Il ricordo della divisione dell’Europa in blocchi sbiadisce, ma la memoria delle primavere di libertà emerse dalle idee di Sharp è più vivido che mai. Morto il secolo delle ideologie, e crollato il comunismo, negli anni 2000 si è assistito all’entrata in scena dei cosiddetti nuovi diritti, nel nome dei quali nascono movimenti di protesta, correnti culturali e rivolte che hanno dimostrato di poter e saper piegare i governi.

L’armamento dei nuovi diritti riguarda in maniera particolare l’Occidente, e a latere l’America Latina, dove si diffondono, prosperano e proliferano stati di insurrezione intermittente e disordini civili generalizzati, che si nutrono della crescente polarizzazione delle società e che non di rado riescono a provocare la caduta del governo al potere o ad alterarne in maniera significativa l’agenda politica – dei veri e propri colpi di stato morbidi.
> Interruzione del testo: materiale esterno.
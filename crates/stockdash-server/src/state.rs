//! Shared handler state

use std::sync::Arc;
use stockdash_core::StockInsights;

/// Application state shared across handlers
#[derive(Clone)]
pub struct AppState {
    pub insights: Arc<StockInsights>,
}

impl AppState {
    pub fn new(insights: StockInsights) -> Self {
        Self {
            insights: Arc::new(insights),
        }
    }
}
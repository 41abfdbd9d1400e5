//! Google Gemini provider implementation
//!
//! This module implements the LLMProvider trait for the Gemini
//! `generateContent` endpoint of the Generative Language API.
//! See: https://ai.google.dev/api/generate-content
//!
//! # Example
//!
//! ```no_run
//! use stockdash_llm::{CompletionRequest, LLMProvider, Message};
//! use stockdash_llm::providers::GeminiProvider;
//!
//! #[tokio::main]
//! async fn main() -> Result<(), Box<dyn std::error::Error>> {
//!     // Reads GEMINI_API_KEY
//!     let provider = GeminiProvider::from_env()?;
//!
//!     let request = CompletionRequest::builder("gemini-1.5-flash")
//!         .add_message(Message::user("Say hello"))
//!         .build();
//!     let response = provider.complete(request).await?;
//!     println!("{}", response.text);
//!
//!     Ok(())
//! }
//! ```

use crate::{
    CompletionRequest, CompletionResponse, FinishReason, LLMError, LLMProvider, Result, Role,
    TokenUsage,
};
use async_trait::async_trait;
use reqwest::Client;
use serde::{Deserialize, Serialize};
use std::time::Duration;
use tracing::{debug, instrument, warn};

const DEFAULT_GEMINI_API_BASE: &str = "https://generativelanguage.googleapis.com/v1beta";
const DEFAULT_TIMEOUT_SECS: u64 = 120;

/// Configuration for the Gemini provider
#[derive(Debug, Clone)]
pub struct GeminiConfig {
    /// API key sent in the `x-goog-api-key` header
    pub api_key: String,

    /// Base URL (default: "https://generativelanguage.googleapis.com/v1beta")
    pub api_base: String,

    /// Request timeout in seconds (default: 120)
    pub timeout_secs: u64,
}

impl GeminiConfig {
    /// Create a new config with the given API key and default settings
    pub fn new(api_key: impl Into<String>) -> Self {
        Self {
            api_key: api_key.into(),
            api_base: DEFAULT_GEMINI_API_BASE.to_string(),
            timeout_secs: DEFAULT_TIMEOUT_SECS,
        }
    }

    /// Create config from the `GEMINI_API_KEY` environment variable
    pub fn from_env() -> Result<Self> {
        let api_key = std::env::var("GEMINI_API_KEY").map_err(|_| {
            LLMError::ConfigurationError("GEMINI_API_KEY environment variable not set".to_string())
        })?;
        Ok(Self::new(api_key))
    }

    /// Set custom API base URL
    pub fn with_api_base(mut self, api_base: impl Into<String>) -> Self {
        self.api_base = api_base.into();
        self
    }

    /// Set request timeout in seconds
    pub fn with_timeout(mut self, timeout_secs: u64) -> Self {
        self.timeout_secs = timeout_secs;
        self
    }
}

/// Google Gemini provider
///
/// Works with the Gemini 1.5 and 2.x model families, e.g.
/// - gemini-1.5-flash
/// - gemini-2.0-flash
pub struct GeminiProvider {
    client: Client,
    config: GeminiConfig,
}

impl GeminiProvider {
    /// Create a provider with custom configuration
    pub fn with_config(config: GeminiConfig) -> Result<Self> {
        if config.api_key.trim().is_empty() {
            return Err(LLMError::ConfigurationError(
                "Gemini API key must not be empty".to_string(),
            ));
        }

        let client = Client::builder()
            .timeout(Duration::from_secs(config.timeout_secs))
            .build()?;

        Ok(Self { client, config })
    }

    /// Create a provider with an API key and default settings
    pub fn new(api_key: impl Into<String>) -> Result<Self> {
        Self::with_config(GeminiConfig::new(api_key))
    }

    /// Create a provider from the `GEMINI_API_KEY` environment variable
    pub fn from_env() -> Result<Self> {
        Self::with_config(GeminiConfig::from_env()?)
    }

    /// Get the current configuration
    pub fn config(&self) -> &GeminiConfig {
        &self.config
    }

    fn endpoint(&self, model: &str) -> String {
        format!(
            "{}/models/{model}:generateContent",
            self.config.api_base.trim_end_matches('/')
        )
    }
}

#[async_trait]
impl LLMProvider for GeminiProvider {
    #[instrument(skip(self, request), fields(model = %request.model))]
    async fn complete(&self, request: CompletionRequest) -> Result<CompletionResponse> {
        debug!("Sending request to Gemini API");

        let model = request.model.clone();
        let body = build_gemini_request(request);

        let response = self
            .client
            .post(self.endpoint(&model))
            .header("x-goog-api-key", &self.config.api_key)
            .header("content-type", "application/json")
            .json(&body)
            .send()
            .await?;

        if !response.status().is_success() {
            let status = response.status();
            let error_text = response.text().await?;
            return Err(LLMError::from_status(status.as_u16(), error_text, &model));
        }

        let gemini_response: GeminiResponse = response.json().await.map_err(|e| {
            LLMError::UnexpectedResponse(format!("Failed to parse response: {e}"))
        })?;

        parse_gemini_response(gemini_response)
    }

    fn name(&self) -> &'static str {
        "gemini"
    }
}

// ============================================================================
// Gemini-specific request/response types
// ============================================================================

#[derive(Debug, Serialize)]
#[serde(rename_all = "camelCase")]
struct GeminiRequest {
    contents: Vec<GeminiContent>,
    #[serde(skip_serializing_if = "Option::is_none")]
    system_instruction: Option<GeminiContent>,
    generation_config: GenerationConfig,
}

#[derive(Debug, Serialize, Deserialize)]
struct GeminiContent {
    #[serde(default, skip_serializing_if = "Option::is_none")]
    role: Option<String>,
    #[serde(default)]
    parts: Vec<GeminiPart>,
}

#[derive(Debug, Serialize, Deserialize)]
struct GeminiPart {
    #[serde(default)]
    text: Option<String>,
}

#[derive(Debug, Serialize)]
#[serde(rename_all = "camelCase")]
struct GenerationConfig {
    max_output_tokens: usize,
    #[serde(skip_serializing_if = "Option::is_none")]
    temperature: Option<f32>,
}

#[derive(Debug, Deserialize)]
#[serde(rename_all = "camelCase")]
struct GeminiResponse {
    #[serde(default)]
    candidates: Vec<GeminiCandidate>,
    #[serde(default)]
    usage_metadata: Option<UsageMetadata>,
    #[serde(default)]
    prompt_feedback: Option<PromptFeedback>,
}

#[derive(Debug, Deserialize)]
#[serde(rename_all = "camelCase")]
struct GeminiCandidate {
    #[serde(default)]
    content: Option<GeminiContent>,
    #[serde(default)]
    finish_reason: Option<String>,
}

#[derive(Debug, Deserialize)]
#[serde(rename_all = "camelCase")]
struct UsageMetadata {
    #[serde(default)]
    prompt_token_count: usize,
    #[serde(default)]
    candidates_token_count: usize,
}

#[derive(Debug, Deserialize)]
#[serde(rename_all = "camelCase")]
struct PromptFeedback {
    #[serde(default)]
    block_reason: Option<String>,
}

// ============================================================================
// Conversion functions
// ============================================================================

fn build_gemini_request(request: CompletionRequest) -> GeminiRequest {
    let contents = request
        .messages
        .into_iter()
        .map(|msg| GeminiContent {
            role: Some(
                match msg.role {
                    Role::User => "user",
                    Role::Assistant => "model",
                }
                .to_string(),
            ),
            parts: vec![GeminiPart {
                text: Some(msg.text),
            }],
        })
        .collect();

    GeminiRequest {
        contents,
        system_instruction: request.system.map(|text| GeminiContent {
            role: None,
            parts: vec![GeminiPart { text: Some(text) }],
        }),
        generation_config: GenerationConfig {
            max_output_tokens: request.max_tokens,
            temperature: request.temperature,
        },
    }
}

fn parse_gemini_response(response: GeminiResponse) -> Result<CompletionResponse> {
    let Some(candidate) = response.candidates.into_iter().next() else {
        let reason = response
            .prompt_feedback
            .and_then(|f| f.block_reason)
            .unwrap_or_else(|| "no candidates returned".to_string());
        return Err(LLMError::Blocked(reason));
    };

    let text: String = candidate
        .content
        .map(|c| c.parts.into_iter().filter_map(|p| p.text).collect())
        .unwrap_or_default();

    let finish_reason = map_finish_reason(candidate.finish_reason.as_deref());
    if text.is_empty() && finish_reason == FinishReason::ContentFilter {
        return Err(LLMError::Blocked(
            candidate.finish_reason.unwrap_or_default(),
        ));
    }

    let usage = response.usage_metadata.map(|u| TokenUsage {
        input_tokens: u.prompt_token_count,
        output_tokens: u.candidates_token_count,
    });

    debug!(
        "Received Gemini response - finish_reason: {:?}, chars: {}",
        finish_reason,
        text.len()
    );

    Ok(CompletionResponse {
        text,
        finish_reason,
        usage,
    })
}

fn map_finish_reason(reason: Option<&str>) -> FinishReason {
    match reason {
        Some("STOP") | None => FinishReason::Stop,
        Some("MAX_TOKENS") => FinishReason::MaxTokens,
        Some("SAFETY" | "RECITATION" | "BLOCKLIST" | "PROHIBITED_CONTENT") => {
            FinishReason::ContentFilter
        }
        Some(other) => {
            warn!("Unknown Gemini finish reason: {}", other);
            FinishReason::Other
        }
    }
}
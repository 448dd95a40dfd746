//! Identifier generation.
//!
//! Orchestration code tags every tool execution with an id so concurrent
//! results can be matched back to their calls. Production code uses
//! [`RandomIdGenerator`]; tests swap in [`SequentialIdGenerator`] for
//! stable ids.

use std::fmt;
use std::sync::atomic::{AtomicU64, Ordering};

use rand::Rng;
use rand::distr::Alphanumeric;

/// Produces unique string identifiers.
pub trait IdGenerator: Send + Sync + fmt::Debug {
    /// Returns a fresh identifier.
    fn generate(&self) -> String;
}

/// `prefix` + `-` + random alphanumeric characters.
#[derive(Debug, Clone)]
pub struct RandomIdGenerator {
    prefix: String,
    size: usize,
}

impl RandomIdGenerator {
    /// Creates a generator with the given prefix and random-part length.
    pub fn new(prefix: impl Into<String>, size: usize) -> Self {
        Self {
            prefix: prefix.into(),
            size,
        }
    }
}

impl Default for RandomIdGenerator {
    fn default() -> Self {
        Self::new("id", 16)
    }
}

impl IdGenerator for RandomIdGenerator {
    fn generate(&self) -> String {
        let suffix: String = rand::rng()
            .sample_iter(Alphanumeric)
            .take(self.size)
            .map(char::from)
            .collect();
        if self.prefix.is_empty() {
            suffix
        } else {
            format!("{}-{suffix}", self.prefix)
        }
    }
}

/// `prefix` + `-` + a counter starting at zero.
#[derive(Debug)]
pub struct SequentialIdGenerator {
    prefix: String,
    next: AtomicU64,
}

impl SequentialIdGenerator {
    /// Creates a generator whose first id is `{prefix}-0`.
    pub fn new(prefix: impl Into<String>) -> Self {
        Self {
            prefix: prefix.into(),
            next: AtomicU64::new(0),
        }
    }
}

impl IdGenerator for SequentialIdGenerator {
    fn generate(&self) -> String {
        let n = self.next.fetch_add(1, Ordering::Relaxed);
        format!("{}-{n}", self.prefix)
    }
}
impl Coordinator {
    async fn run(mut self, mut upstream: ModelStream) {
        let (done_tx, mut done_rx) = mpsc::unbounded_channel::<Completion>();
        let mut upstream_done = false;

        loop {
            if upstream_done && self.outstanding.is_empty() {
                break;
            }
            let open = tokio::select! {
                biased;
                () = self.cancel.cancelled() => {
                    tracing::debug!(outstanding = self.outstanding.len(), "merge cancelled");
                    break;
                }
                Some((execution_id, result)) = done_rx.recv(), if !self.outstanding.is_empty() => {
                    self.outstanding.remove(&execution_id);
                    self.emit(OutputPart::ToolResult(result)).await
                }
                item = upstream.next(), if !upstream_done => match item {
                    Some(item) => self.forward(item, &done_tx).await,
                    None => {
                        upstream_done = true;
                        true
                    }
                },
            };
            if !open {
                tracing::debug!("merged stream dropped by consumer");
                break;
            }
        }

        self.workers.cancel();
    }

    async fn emit(&self, part: OutputPart) -> Open {
        self.out.send(part).await.is_ok()
    }

    async fn forward(
        &mut self,
        item: Result<StreamPart, Error>,
        done_tx: &mpsc::UnboundedSender<Completion>,
    ) -> Open {
        let part = match item {
            Ok(part) => part,
            Err(e) => return self.emit(OutputPart::Error(Arc::new(e))).await,
        };

        match part {
            StreamPart::TextDelta(text) => self.emit(OutputPart::TextDelta(text)).await,
            StreamPart::ResponseMetadata(meta) => {
                self.emit(OutputPart::ResponseMetadata(meta)).await
            }
            StreamPart::Finish { reason, usage } => {
                self.emit(OutputPart::Finish { reason, usage }).await
            }
            StreamPart::Error { message } => {
                let error = Error::Provider {
                    code: "stream_error".into(),
                    message,
                    retryable: false,
                };
                self.emit(OutputPart::Error(Arc::new(error))).await
            }
            StreamPart::ToolCallDelta {
                id,
                name,
                args_delta,
            } => {
                if !self.config.tool_call_streaming {
                    return true;
                }
                if self.streaming.insert(id.clone()) {
                    let start = OutputPart::ToolCallStreamingStart {
                        id: id.clone(),
                        name: name.clone(),
                    };
                    if !self.emit(start).await {
                        return false;
                    }
                }
                self.emit(OutputPart::ToolCallDelta {
                    id,
                    name,
                    args_delta,
                })
                .await
            }
            StreamPart::ToolCall(call) => self.tool_call(call, done_tx).await,
        }
    }

    async fn tool_call(
        &mut self,
        call: ToolCall,
        done_tx: &mpsc::UnboundedSender<Completion>,
    ) -> Open {
        let handler = match self.tools.resolve(&call) {
            Ok(handler) => handler,
            Err(e) => {
                tracing::warn!(call_id = %call.id, tool = %call.name, error = %e, "rejected tool call");
                return self.emit(OutputPart::Error(Arc::new(e))).await;
            }
        };

        if !self.emit(OutputPart::ToolCall(call.clone())).await {
            return false;
        }

        let Some(handler) = handler else {
            return true;
        };
        if self.cancel.is_cancelled() {
            return true;
        }

        let execution_id = self.config.id_generator.generate();
        self.outstanding.insert(execution_id.clone());
        let token = self.workers.child_token();
        let done_tx = done_tx.clone();
        tokio::spawn(async move {
            let result = AssertUnwindSafe(execute_call(handler, &call, token))
                .catch_unwind()
                .await
                .unwrap_or_else(|_| ToolResult::error(&call, "tool executor panicked"));
            let _ = done_tx.send((execution_id, result));
        });
        true
    }
}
Uno dei casi più recenti di destabilizzazione causata dai nuovi diritti, e sui quali grava l’ombra di possibili regie occulte, è la Polonia di Diritto e Giustizia (PiS). I motivi conduttori degli incidenti più gravi che abbiano scosso il Paese nell’epoca post-comunista sono la questione arcobaleno e l’aborto, cavalli di battaglia di una rete di organizzazioni nongovernative e collettivi – supportati da donatori anonimi e privati – che fra agosto e novembre ha testato la tenuta del governo, inscenando marce e scontri, anche piuttosto violenti.

Da dove proviene il loro potenziale?

I nuovi diritti sono attraenti agli occhi dei popoli, in particolare dei giovani, perché trasudano libertà esasperata e iper-individualismo. Essi sono l’espressione più manifesta della cornucopia permissiva, quel fenomeno che secondo Zbigniew Brzezinski avrebbe messo a dura prova la stabilità delle società occidentali nel nuovo secolo, e la loro strumentalizzazione non è affatto un argomento da dietrologia. L’Unione Europea – per citare un caso recente – lo scorso agosto ha approvato un piano d’azione per aumentare le pressioni dal basso su Aleksandr Lukashenko basato sull'”aumento del supporto al popolo bielorusso, incluso un impegno potenziato e finanziario verso la società civile, e sostegno addizionale all’informazione indipendente”.

Supporto alla società civile, all’opposizione e all’informazione indipendente ha un unico significato, sin dall’epoca delle rivoluzioni colorate anticomuniste: condizionamento dei valori, delle attitudini e delle percezioni dell’opinione pubblica del regime che si intende indebolire, condurre al tavolo negoziale o far cadere. Per condizionamento si intendono la diffusione e la promozione di sistemi valoriali e stili di vita in antitesi a quelli imperanti e che, una volta radicati, aumentano le probabilità di un fenomeno rivoluzionario dal basso e apparentemente genuino.

Nell’era dei nuovi diritti e della politica delle identità, le fondamenta di un governo liberale potrebbero essere aggredite facendo leva sui sentimenti conservatori di una parte della popolazione, mentre un governo conservatore potrebbe essere indebolito e/o condotto alla caduta anticipata ricorrendo alle forze liberali. La stessa logica è applicabile alle società multirazziali – Black Lives Matter docet – e alle realtà più secolarizzate e avanzate dal punto di vista dei diritti, dove si può stimolare la radicalizzazione di movimenti anticorruzione, antisistema, ambientalisti, femministi e arcobaleno.

Le democrazie liberali sono particolarmente permeabili alle guerre ibride, e al loro moto evolutivo perenne, in virtù della loro stessa natura pluralista. Autocrazie e dittature, però, non sono immuni dal rischio del rovesciamento causa innesto di idee sovversive: lo dimostrano i casi del blocco comunista e delle rivoluzioni colorate nello spazio post-sovietico dei primi anni Duemila. Non solo operazioni asimmetriche e cibernetiche, quindi, le guerre di ultima generazione si combattono anche attraverso armi meno visibili, come i diritti, che possono colpire duramente chiunque e ovunque.